In a 1996 letter to an attorney for one of the complaining taxpayers, a department administrator explained that the department had several options after concluding that the Town's 1994 assessment was not in substantial compliance with the law. He further explained that the department "felt that it would be in the best interests of all the taxpayers of the district to order special supervision of the 1995 assessment. Special supervision is merely a total revaluation under the supervision of the Department of Revenue. The Department hired Bowmar Appraisals to perform the special supervision (revaluation) of all properties in the Town of Monroe for 1995. . . ."

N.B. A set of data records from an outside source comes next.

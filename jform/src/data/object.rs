use serde_json::{Map, Value};

use crate::data::{
    dispatch::{FieldContext, build_node},
    schema::{SchemaError, SchemaFragment, SchemaType},
    types::{ElementBase, Node, WriteMode, humanize},
};

/// Composite node for `type: "object"` schemas.
///
/// Children are kept in schema order and are never replaced after
/// construction; value writes are delegated into them.
#[derive(Debug, Clone)]
pub struct ObjectNode {
    /// Shared element metadata.
    pub base: ElementBase,
    children: Vec<(String, Node)>,
}

impl ObjectNode {
    pub(crate) fn build(fragment: &SchemaFragment, ctx: FieldContext) -> Result<Self, SchemaError> {
        let properties = match &fragment.properties {
            Some(properties) if !properties.is_empty() => properties,
            _ => {
                return Err(SchemaError::SchemaMissingFields {
                    path: ctx.path,
                    fields: vec!["properties".to_string()],
                });
            }
        };

        let mut children = Vec::with_capacity(properties.len());
        for (name, schema) in properties {
            let child_ctx = ctx.property(name, fragment.is_required(name));
            children.push((name.clone(), build_node(schema, child_ctx)?));
        }
        debug!("object `{}` built with {} children", ctx.path, children.len());

        let label = match (&fragment.title, &ctx.name) {
            (Some(title), _) => title.clone(),
            (None, Some(name)) => humanize(name),
            (None, None) => humanize(SchemaType::Object.as_str()),
        };

        Ok(ObjectNode {
            base: ElementBase {
                path: ctx.path,
                name: ctx.name,
                label,
                description: fragment.description.clone(),
                required: ctx.required,
            },
            children,
        })
    }

    /// Mapping of property name to child value, in schema order.
    pub fn value(&self) -> Value {
        let map: Map<String, Value> = self
            .children
            .iter()
            .map(|(name, child)| (name.clone(), child.value()))
            .collect();
        Value::Object(map)
    }

    /// Write a mapping into the children named by its keys.
    ///
    /// Keys missing from the mapping keep their current value.
    pub fn set_value(&mut self, value: &Value) -> Result<(), SchemaError> {
        self.check_value(value, WriteMode::Edit)?;
        self.apply_value(value, WriteMode::Edit)
    }

    pub(crate) fn check_value(&self, value: &Value, mode: WriteMode) -> Result<(), SchemaError> {
        let map = value
            .as_object()
            .ok_or_else(|| SchemaError::type_mismatch(&self.base.path, "object", value))?;
        for (key, v) in map {
            self.known_child(key)?.check_value(v, mode)?;
        }
        Ok(())
    }

    pub(crate) fn apply_value(&mut self, value: &Value, mode: WriteMode) -> Result<(), SchemaError> {
        let map = value
            .as_object()
            .ok_or_else(|| SchemaError::type_mismatch(&self.base.path, "object", value))?;
        for (key, v) in map {
            let path = self.base.path.clone();
            let child = self
                .child_mut(key)
                .ok_or_else(|| SchemaError::UnknownProperty {
                    path,
                    key: key.clone(),
                })?;
            child.apply_value(v, mode)?;
        }
        Ok(())
    }

    /// True when *any* child is empty, i.e. the object is incomplete.
    ///
    /// Lists rely on this to refuse adding a new item while a previous one
    /// is still only partly filled in.
    pub fn is_empty(&self) -> bool {
        self.children.iter().any(|(_, child)| child.is_empty())
    }

    pub fn child(&self, name: &str) -> Option<&Node> {
        self.children
            .iter()
            .find(|(n, _)| n == name)
            .map(|(_, child)| child)
    }

    pub fn child_mut(&mut self, name: &str) -> Option<&mut Node> {
        self.children
            .iter_mut()
            .find(|(n, _)| n == name)
            .map(|(_, child)| child)
    }

    /// Children in schema order.
    pub fn children(&self) -> impl Iterator<Item = (&str, &Node)> {
        self.children
            .iter()
            .map(|(name, child)| (name.as_str(), child))
    }

    pub fn keys(&self) -> impl Iterator<Item = &str> {
        self.children.iter().map(|(name, _)| name.as_str())
    }

    pub fn len(&self) -> usize {
        self.children.len()
    }

    fn known_child(&self, key: &str) -> Result<&Node, SchemaError> {
        self.child(key).ok_or_else(|| SchemaError::UnknownProperty {
            path: self.base.path.clone(),
            key: key.to_string(),
        })
    }
}

#[cfg(test)]
mod tests {
    use super::*;
    use crate::data::dispatch::build;
    use serde_json::json;

    fn person() -> Value {
        json!({
            "type": "object",
            "properties": {
                "name": {"type": "string"},
                "age": {"type": "number"}
            },
            "required": ["name"]
        })
    }

    #[test]
    fn test_person_scenario() {
        let mut node = build(&person()).unwrap();
        let object = node.as_object().unwrap();
        assert_eq!(object.len(), 2);
        assert!(object.child("name").unwrap().base().required);
        assert!(!object.child("age").unwrap().base().required);
        assert_eq!(node.value(), json!({"name": "", "age": 0}));

        node.set_value(&json!({"name": "Ann", "age": 30})).unwrap();
        assert_eq!(node.value(), json!({"name": "Ann", "age": 30}));
    }

    #[test]
    fn test_keys_match_properties() {
        let node = build(&json!({
            "type": "object",
            "properties": {
                "z": {"type": "string"},
                "a": {"type": "number"},
                "m": {"type": "object", "properties": {"k": {"type": "string"}}}
            }
        }))
        .unwrap();
        let value = node.value();
        let keys: Vec<_> = value.as_object().unwrap().keys().cloned().collect();
        assert_eq!(keys, vec!["z", "a", "m"]);
        assert_eq!(value["m"], json!({"k": ""}));
    }

    #[test]
    fn test_partial_write_keeps_other_children() {
        let mut node = build(&person()).unwrap();
        node.set_value(&json!({"name": "Ann", "age": 30})).unwrap();
        node.set_value(&json!({"age": 31})).unwrap();
        assert_eq!(node.value(), json!({"name": "Ann", "age": 31}));
    }

    #[test]
    fn test_unknown_property_is_rejected_atomically() {
        let mut node = build(&person()).unwrap();
        let err = node
            .set_value(&json!({"name": "Bob", "height": 2}))
            .unwrap_err();
        assert_eq!(
            err,
            SchemaError::UnknownProperty {
                path: "$".to_string(),
                key: "height".to_string()
            }
        );
        assert_eq!(node.value(), json!({"name": "", "age": 0}));
    }

    #[test]
    fn test_write_keeps_structure() {
        let mut node = build(&person()).unwrap();
        node.set_value(&json!({"name": "Ann"})).unwrap();
        let object = node.as_object().unwrap();
        assert!(object.child("name").unwrap().as_leaf().is_some());
        assert_eq!(object.keys().collect::<Vec<_>>(), vec!["name", "age"]);
    }

    #[test]
    fn test_non_object_value() {
        let mut node = build(&person()).unwrap();
        assert!(matches!(
            node.set_value(&json!(["Ann"])),
            Err(SchemaError::TypeMismatch { .. })
        ));
    }

    #[test]
    fn test_is_empty_means_incomplete() {
        let mut node = build(&person()).unwrap();
        assert!(node.is_empty());
        node.set_value(&json!({"name": "Ann"})).unwrap();
        assert!(node.is_empty());
        node.set_value(&json!({"age": 4})).unwrap();
        assert!(!node.is_empty());
    }

    #[test]
    fn test_missing_properties() {
        for schema in [
            json!({"type": "object"}),
            json!({"type": "object", "properties": {}}),
        ] {
            assert!(matches!(
                build(&schema),
                Err(SchemaError::SchemaMissingFields { fields, .. }) if fields == vec!["properties"]
            ));
        }
    }

    #[test]
    fn test_child_error_aborts_build() {
        let err = build(&json!({
            "type": "object",
            "properties": {"bad": {"type": "null"}}
        }))
        .unwrap_err();
        assert!(matches!(
            err,
            SchemaError::UnsupportedSchema { path, .. } if path == "$.bad"
        ));
    }
}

¶ 14. The Town contends, however, that the "very purpose" of the contract was to do what its own assessor failed to do in the 1994 assessment, and that "[e]verything Bowmar was obligated to do under the contract was exclusively for the Town." It cites Pappas v. Jack O.A. Nelsen Agency, Inc. , 81 Wis.2d 363, 260 N.W.2d 721 (1978), where the supreme court explained that, "the precise identity of the third-party beneficiary need not be ascertainable at the time of the agreement so long as the agreement specifies or identifies a group or class to whom the party must belong to benefit thereby." Id . at 372. We have no quarrel with the cited proposition but conclude it has no application on the present facts. Just as the contract does not indicate an intent to confer a direct and primary benefit on the Town, neither does it "specif[y] or identif[y] a group or class" of third-party beneficiaries.

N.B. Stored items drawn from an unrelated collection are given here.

//! Form tree data structures and schema compilation.
//!
//! This module turns a JSON Schema document into a tree of [`Node`]s and
//! keeps the tree's composite value synchronized with edits:
//!
//! - Schema parsing and validation
//! - Compilation of fragments into leaf, object and list nodes
//! - Value reads (bottom-up) and writes (top-down)
//! - A form session with path navigation, event queue and persistence
//!
//! ## Architecture
//!
//! - [`app_data`] - Form session: loading, events, saving
//! - [`dispatch`] - Type-keyed compiler from schema to tree
//! - [`leaf`] - Single-value fields
//! - [`list`] - Repeating lists of sub-forms
//! - [`object`] - Named collections of child fields
//! - [`schema`] - Schema fragments, validators and errors
//! - [`types`] - The [`Node`] sum type and shared metadata

/// Form session: loading, events and persistence.
pub mod app_data;

/// Schema-to-tree compiler.
pub mod dispatch;

/// Single-value leaf fields.
pub mod leaf;

/// Repeating lists of homogeneous sub-forms.
pub mod list;

/// Object composites.
pub mod object;

/// JSON Schema parsing, validation and error types.
pub mod schema;

/// Node sum type and shared element metadata.
pub mod types;

pub use app_data::{EventOutcome, FormData, FormEvent};
pub use dispatch::build;
pub use leaf::{FieldConfig, LeafKind, LeafNode};
pub use list::{ListCommand, ListItem, ListNode, ListOutcome};
pub use object::ObjectNode;
pub use schema::{InstanceValidator, SchemaError, SchemaValidator};
pub use types::{ElementBase, Node};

¶ 15. Rather, we conclude that our discussion and holding in Schilling is controlling on the present facts. There, we concluded that, although a student was an indirect or incidental beneficiary of a teacher's employment contract with the school district, "this does not satisfy the burden of showing that this teacher and this school board entered into this contract primarily and directly for the benefit of students." Schilling , 212 Wis.2d at 890. In reaching our conclusion, we distinguished both Pappas and Mercado v. Mitchell , 83 Wis.2d 17, 264 N.W.2d 532 (1978), on which the Town also relies. We explained:

There is nothing in the record of this case comparable to the ordinance and policy certificate in Mercado — no evidence that a primary purpose of the contract between [the teacher] and the school district was to benefit the students. Similarly, in each of the other cases [the plaintiff] cites, there was specific language either in the written contract or, if the contract was oral, in the conversation between the parties, indicating that both contracting parties contemplated benefiting the group to which the third party belonged when they agreed to the contract or the provision sought to be enforced.

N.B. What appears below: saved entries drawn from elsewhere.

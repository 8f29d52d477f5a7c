//! JSON Schema fragment parsing and validation.
//!
//! A [`SchemaFragment`] is the typed view of one node of the input schema
//! document. [`SchemaValidator`] checks a whole document against the JSON
//! Schema meta-schema before anything is compiled, and [`InstanceValidator`]
//! lets hosts check a form value against its schema.

use jsonschema::ValidationError;
use serde::Deserialize;
use serde_json::{Map, Value};
use thiserror::Error;

/// Path of the root node in error messages and element keys.
pub const ROOT_PATH: &str = "$";

/// Errors raised while compiling a schema or accessing form values.
///
/// Every variant carries the dotted path of the node involved. List items
/// appear as `name[]` because their index changes as items are removed.
#[derive(Debug, Clone, PartialEq, Error)]
pub enum SchemaError {
    /// The document fails structural validation.
    #[error("invalid schema at `{path}`: {reason}")]
    SchemaInvalid { path: String, reason: String },

    /// Keys such as `type`, `properties` or `items` are absent.
    #[error("schema at `{path}` is missing: {}", .fields.join(", "))]
    SchemaMissingFields { path: String, fields: Vec<String> },

    /// Unrecognised `type` or an unsupported combinator such as `oneOf`.
    #[error("unsupported schema at `{path}`: {reason}")]
    UnsupportedSchema { path: String, reason: String },

    /// A value write names a key the object schema does not declare.
    #[error("unknown property `{key}` for `{path}`")]
    UnknownProperty { path: String, key: String },

    /// A value write targets a read-only leaf.
    #[error("`{path}` is read-only")]
    ReadOnlyViolation { path: String },

    /// Item access beyond the current item count.
    #[error("index {index} out of range for `{path}` ({len} items)")]
    IndexOutOfRange {
        path: String,
        index: isize,
        len: usize,
    },

    /// A value outside the enumerated options of a choice field.
    #[error("`{path}` expects one of {options}, got {value}")]
    InvalidValue {
        path: String,
        value: String,
        options: String,
    },

    /// A value of the wrong JSON kind.
    #[error("type mismatch at `{path}`: expected {expected}, got {actual}")]
    TypeMismatch {
        path: String,
        expected: String,
        actual: String,
    },

    /// Navigation to a path that does not exist in the tree.
    #[error("no element at `{path}`")]
    PathNotFound { path: String },
}

impl SchemaError {
    pub(crate) fn type_mismatch(path: &str, expected: impl Into<String>, actual: &Value) -> Self {
        SchemaError::TypeMismatch {
            path: path.to_string(),
            expected: expected.into(),
            actual: actual.to_string(),
        }
    }

    pub(crate) fn invalid_value(path: &str, value: &Value, options: &[Value]) -> Self {
        SchemaError::InvalidValue {
            path: path.to_string(),
            value: value.to_string(),
            options: Value::Array(options.to_vec()).to_string(),
        }
    }

    fn from_validation(err: ValidationError<'_>) -> Self {
        SchemaError::SchemaInvalid {
            path: pointer_to_path(err.instance_path.as_str()),
            reason: err.to_string(),
        }
    }
}

/// Value types the dispatcher knows how to compile.
#[derive(Debug, Clone, Copy, PartialEq, Eq)]
pub enum SchemaType {
    String,
    Number,
    Integer,
    Boolean,
    Object,
    Array,
}

impl SchemaType {
    /// Parse a `type` keyword value. Returns `None` for types with no form
    /// representation (`null`) or unknown names.
    pub fn parse(s: &str) -> Option<Self> {
        Some(match s {
            "string" => SchemaType::String,
            "number" => SchemaType::Number,
            "integer" => SchemaType::Integer,
            "boolean" => SchemaType::Boolean,
            "object" => SchemaType::Object,
            "array" => SchemaType::Array,
            _ => return None,
        })
    }

    pub fn as_str(&self) -> &'static str {
        match self {
            SchemaType::String => "string",
            SchemaType::Number => "number",
            SchemaType::Integer => "integer",
            SchemaType::Boolean => "boolean",
            SchemaType::Object => "object",
            SchemaType::Array => "array",
        }
    }
}

/// Typed view of a single schema node.
///
/// Only the keywords the compiler acts on are captured; everything else in
/// the document is left to the validators.
#[derive(Debug, Clone, Default, Deserialize)]
#[serde(rename_all = "camelCase")]
pub struct SchemaFragment {
    #[serde(rename = "type")]
    pub ty: Option<Value>,
    #[serde(rename = "enum")]
    pub enumeration: Option<Vec<Value>>,
    pub properties: Option<Map<String, Value>>,
    pub items: Option<Value>,
    #[serde(default)]
    pub required: Vec<String>,
    #[serde(default)]
    pub read_only: bool,
    pub one_of: Option<Vec<Value>>,
    pub title: Option<String>,
    pub description: Option<String>,
    pub default: Option<Value>,
    pub format: Option<String>,
}

impl SchemaFragment {
    /// Read the fragment at `path` out of a schema value.
    pub fn parse(schema: &Value, path: &str) -> Result<Self, SchemaError> {
        if !schema.is_object() {
            return Err(SchemaError::SchemaInvalid {
                path: path.to_string(),
                reason: format!("expected a JSON object, got {schema}"),
            });
        }
        serde_json::from_value(schema.clone()).map_err(|e| SchemaError::SchemaInvalid {
            path: path.to_string(),
            reason: e.to_string(),
        })
    }

    /// Resolve the `type` discriminator.
    pub fn schema_type(&self, path: &str) -> Result<SchemaType, SchemaError> {
        if self.one_of.is_some() {
            return Err(SchemaError::UnsupportedSchema {
                path: path.to_string(),
                reason: "`oneOf` is not supported".to_string(),
            });
        }
        match &self.ty {
            None => Err(SchemaError::SchemaMissingFields {
                path: path.to_string(),
                fields: vec!["type".to_string()],
            }),
            Some(Value::String(s)) => {
                SchemaType::parse(s).ok_or_else(|| SchemaError::UnsupportedSchema {
                    path: path.to_string(),
                    reason: format!("unknown type `{s}`"),
                })
            }
            Some(other) => Err(SchemaError::UnsupportedSchema {
                path: path.to_string(),
                reason: format!("type unions are not supported: {other}"),
            }),
        }
    }

    /// Whether `name` is listed in this object's `required` keyword.
    pub fn is_required(&self, name: &str) -> bool {
        self.required.iter().any(|r| r == name)
    }
}

/// Structural validation of schema documents.
pub struct SchemaValidator;

impl SchemaValidator {
    /// Check `schema` against the JSON Schema meta-schema.
    ///
    /// # Errors
    ///
    /// Returns [`SchemaError::SchemaInvalid`] when the document is not a
    /// JSON object, names an unknown `$schema` or violates the meta-schema.
    pub fn check_schema(schema: &Value) -> Result<(), SchemaError> {
        if !schema.is_object() {
            return Err(SchemaError::SchemaInvalid {
                path: ROOT_PATH.to_string(),
                reason: "schema document must be a JSON object".to_string(),
            });
        }
        jsonschema::meta::try_validate(schema)
            .map_err(|e| SchemaError::SchemaInvalid {
                path: ROOT_PATH.to_string(),
                reason: e.to_string(),
            })?
            .map_err(SchemaError::from_validation)
    }
}

/// Validation of data instances against a schema.
///
/// Not used by the compiler itself; hosts call it before saving.
pub struct InstanceValidator {
    validator: jsonschema::Validator,
}

impl InstanceValidator {
    /// Compile `schema` for repeated instance checks.
    pub fn new(schema: &Value) -> Result<Self, SchemaError> {
        let validator = jsonschema::validator_for(schema).map_err(SchemaError::from_validation)?;
        Ok(Self { validator })
    }

    /// One-shot check of `instance` against `schema`.
    pub fn validate(instance: &Value, schema: &Value) -> Result<bool, SchemaError> {
        Ok(Self::new(schema)?.is_valid(instance))
    }

    pub fn is_valid(&self, instance: &Value) -> bool {
        self.validator.is_valid(instance)
    }

    /// List every violation as `(path, message)`.
    pub fn violations(&self, instance: &Value) -> Vec<(String, String)> {
        self.validator
            .iter_errors(instance)
            .map(|e| (pointer_to_path(e.instance_path.as_str()), e.to_string()))
            .collect()
    }
}

/// Convert a JSON pointer (`/people/0/name`) into a dotted path (`$.people.0.name`).
fn pointer_to_path(pointer: &str) -> String {
    let mut path = ROOT_PATH.to_string();
    for seg in pointer.split('/').skip(1) {
        path.push('.');
        path.push_str(&seg.replace("~1", "/").replace("~0", "~"));
    }
    path
}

Schilling , 212 Wis.2d at 891. We then concluded that there was "no comparable evidence" in Schilling . We now reach the same conclusion here.

¶ 16. In summary, after reviewing the contract at issue, we conclude that its primary purpose was to allow the department to obtain Bowmar's professional services to aid the department in the discharge of its duties under Wis. Stat. § 70.75. Although the Town received certain benefits incidental to the contract's underlying purpose, the Town was not intended to be a direct or primary beneficiary of the contract. The Town may not therefore maintain an action for breach of the contract, and its claim against Bowmar on that theory must thus be dismissed. Given this result, it is not necessary for us to address whether the Town could preclude Bowmar from "relitigating" whether it had breached the contract, or to consider the proper measure of the Town's damages for the alleged breach.

¶ 17. As we have noted, however, the Town also alleged a cause of action against Bowmar sounding in negligence. Bowmar sought dismissal of the negligence claim in its motion for summary judgment and in its brief supporting the motion, but the issue does not appear to have been further addressed in subsequent submissions and argument by either party. The Town moved for summary judgment on only its contract claim. Neither the trial court in its ruling nor the parties in their briefs to this court mention the negligence claim. Nonetheless, we conclude that it is in the interest of judicial economy for this court to decide the issue in our de novo review of the summary judgment record.

¶ 18. In its trial court brief, Bowmar asserted both that (1) a "bad result" is not necessarily evidence of professional negligence, which requires expert testimony to establish, and (2) any deficiency in its performance of its contractual duty to the department cannot give rise to a claim in tort in favor of the Town. Bowmar cited legal authority in support of both propositions. It also submitted a letter from the department stating that Bowmar's employees "were supervised by the Department throughout the entire [1995] assessment process and their work found to be satisfactory."

¶ 19. The Town submitted no affidavit or report from a property appraisal expert to indicate that Bowmar had failed to meet professional standards in conducting the 1995 assessment. Instead, in its "Brief in Opposition to Defendant's Motion for Summary Judgment and in Support of Plaintiff's Motion for Summary Judgment," the Town maintained that "[t]he issue of whether or not Bowmar . . . was negligent in breaching its contract is a moot point because breach of contract does not require proof of negligence but only a finding that the services promised by the contract were not performed." And in a document entitled "Trial Brief," the Town stated that it "views this case as involving two issues":

1. Did Bowmar Appraisal, Inc. breach its contract with the state in conducting the 1995 revaluation of the Town of Monroe?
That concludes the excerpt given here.